I don't think there are GPU solutions for arbitrary precision with lots of bits that outperform a multi core CPU, but I'm happy to hear of the contrary if anyone can provide details.
Bruce Dawson from fractal extreme investigated the use of GPGPU for deep zooming. The conclusion was that GPUs could be used and they would be good for low depths, but they are less efficient exactly where they are needed most: at the deeper zoom levels. Mandelbrot rendering up to the max depth for floating point precision is already so fast that it doesn't really need to be optimized more. The human efforts would be too big for almost unnoticeable extra performance. However, perturbation requires only few high-precision calculations even at high zoom levels, so maybe those GPUs aren't that bad of an idea after all!

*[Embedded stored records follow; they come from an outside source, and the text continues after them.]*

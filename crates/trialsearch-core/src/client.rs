//! HTTP client for the search backend.
//!
//! The backend is an opaque collaborator: one read-only endpoint,
//! `GET {base_url}/search?q=<query>`, returning trials plus the query
//! interpretation. Everything that is not a 2xx response with a
//! well-formed body is an error; the caller decides what to do with it
//! (the TUI keeps the last-known-good results and only logs).

use reqwest::StatusCode;
use thiserror::Error;

use crate::config::Config;
use crate::types::SearchResponse;

/// Failure taxonomy for a search request.
///
/// All three variants are handled identically at the controller boundary;
/// they are distinguished for diagnostics and tests.
#[derive(Debug, Error)]
pub enum SearchError {
    /// The request could not be sent or no response was received.
    #[error("network failure: {0}")]
    Network(#[source] reqwest::Error),
    /// The backend answered with a non-success status code.
    #[error("server failure: status {status}")]
    Server { status: StatusCode },
    /// The response body is missing expected fields or has the wrong shape.
    #[error("malformed response: {0}")]
    Malformed(#[source] serde_json::Error),
}

/// Search backend client.
#[derive(Debug, Clone)]
pub struct SearchClient {
    http: reqwest::Client,
    base_url: String,
}

impl SearchClient {
    /// Creates a client for the given backend base URL.
    pub fn new(base_url: impl Into<String>) -> Self {
        let base_url = base_url.into().trim_end_matches('/').to_string();
        Self {
            http: reqwest::Client::new(),
            base_url,
        }
    }

    pub fn from_config(config: &Config) -> Self {
        Self::new(config.base_url.clone())
    }

    pub fn base_url(&self) -> &str {
        &self.base_url
    }

    /// Issues one search request for the given query.
    ///
    /// The query is passed as the URL-encoded `q` parameter. No retry; no
    /// client-side timeout (an unresolved request stays pending until the
    /// transport settles it).
    pub async fn search(&self, query: &str) -> Result<SearchResponse, SearchError> {
        let url = format!("{}/search", self.base_url);
        tracing::debug!(%url, %query, "issuing search request");
        let response = self
            .http
            .get(&url)
            .query(&[("q", query)])
            .send()
            .await
            .map_err(SearchError::Network)?;

        let status = response.status();
        if !status.is_success() {
            return Err(SearchError::Server { status });
        }

        let body = response.bytes().await.map_err(SearchError::Network)?;
        serde_json::from_slice(&body).map_err(SearchError::Malformed)
    }
}

#[cfg(test)]
mod tests {
    use serde_json::json;
    use wiremock::matchers::{method, path, query_param};
    use wiremock::{Mock, MockServer, ResponseTemplate};

    use super::*;

    fn can_bind_localhost() -> bool {
        std::net::TcpListener::bind("127.0.0.1:0").is_ok()
    }

    fn trial_body() -> serde_json::Value {
        json!({
            "trials": [{
                "nct_id": "NCT01234567",
                "brief_title": "A Study of Things",
                "overall_status": "RECRUITING",
                "phase": "PHASE3",
                "conditions": ["Asthma"],
                "sponsors": [{"name": "NIH", "lead_or_collaborator": "lead"}]
            }],
            "interpretation": {"condition": "asthma", "phase": null},
            "total": 1
        })
    }

    #[tokio::test]
    async fn test_search_decodes_success_body() {
        if !can_bind_localhost() {
            eprintln!("Skipping: cannot bind localhost TCP port in this environment.");
            return;
        }
        let server = MockServer::start().await;
        Mock::given(method("GET"))
            .and(path("/search"))
            .and(query_param("q", "phase 3 asthma"))
            .respond_with(ResponseTemplate::new(200).set_body_json(trial_body()))
            .expect(1)
            .mount(&server)
            .await;

        let client = SearchClient::new(server.uri());
        let response = client.search("phase 3 asthma").await.unwrap();

        assert_eq!(response.trials.len(), 1);
        assert_eq!(response.trials[0].nct_id, "NCT01234567");
        assert_eq!(
            response.interpretation.get("condition"),
            Some(&Some("asthma".to_string()))
        );
    }

    #[tokio::test]
    async fn test_non_success_status_is_server_failure() {
        if !can_bind_localhost() {
            eprintln!("Skipping: cannot bind localhost TCP port in this environment.");
            return;
        }
        let server = MockServer::start().await;
        Mock::given(method("GET"))
            .and(path("/search"))
            .respond_with(ResponseTemplate::new(500))
            .mount(&server)
            .await;

        let client = SearchClient::new(server.uri());
        let error = client.search("anything").await.unwrap_err();
        assert!(matches!(
            error,
            SearchError::Server {
                status: StatusCode::INTERNAL_SERVER_ERROR
            }
        ));
    }

    #[tokio::test]
    async fn test_wrong_shape_is_malformed() {
        if !can_bind_localhost() {
            eprintln!("Skipping: cannot bind localhost TCP port in this environment.");
            return;
        }
        let server = MockServer::start().await;
        // 200 with a body missing the required top-level fields
        Mock::given(method("GET"))
            .and(path("/search"))
            .respond_with(ResponseTemplate::new(200).set_body_json(json!({"hits": []})))
            .mount(&server)
            .await;

        let client = SearchClient::new(server.uri());
        let error = client.search("anything").await.unwrap_err();
        assert!(matches!(error, SearchError::Malformed(_)));
    }

    #[tokio::test]
    async fn test_unreachable_backend_is_network_failure() {
        if !can_bind_localhost() {
            eprintln!("Skipping: cannot bind localhost TCP port in this environment.");
            return;
        }
        // Bind then drop to get a port with nothing listening on it.
        let port = {
            let listener = std::net::TcpListener::bind("127.0.0.1:0").unwrap();
            listener.local_addr().unwrap().port()
        };

        let client = SearchClient::new(format!("http://127.0.0.1:{port}"));
        let error = client.search("anything").await.unwrap_err();
        assert!(matches!(error, SearchError::Network(_)));
    }

    #[test]
    fn test_trailing_slash_is_normalized() {
        let client = SearchClient::new("http://localhost:5003/");
        assert_eq!(client.base_url(), "http://localhost:5003");
    }
}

I like the development of software that uses perturbation. For Lycium I would like to link again to the following image I rendered in 7 hours with only 8 out of 32 cores being used.
http://dinkydauset.deviantart.com/art/SSSSSurvival-of-the-fittest-Evolution-3-433586071

I think this would have taken at least 6 months to render with fractal extreme, using 32 cores. The glitches you can still spot are now 100% fixable with the latest version of mandel machine. Isn't that a step forward? I would not wait 6 months for this, so if it wasn't for perturbation, this render would not have been possible for years.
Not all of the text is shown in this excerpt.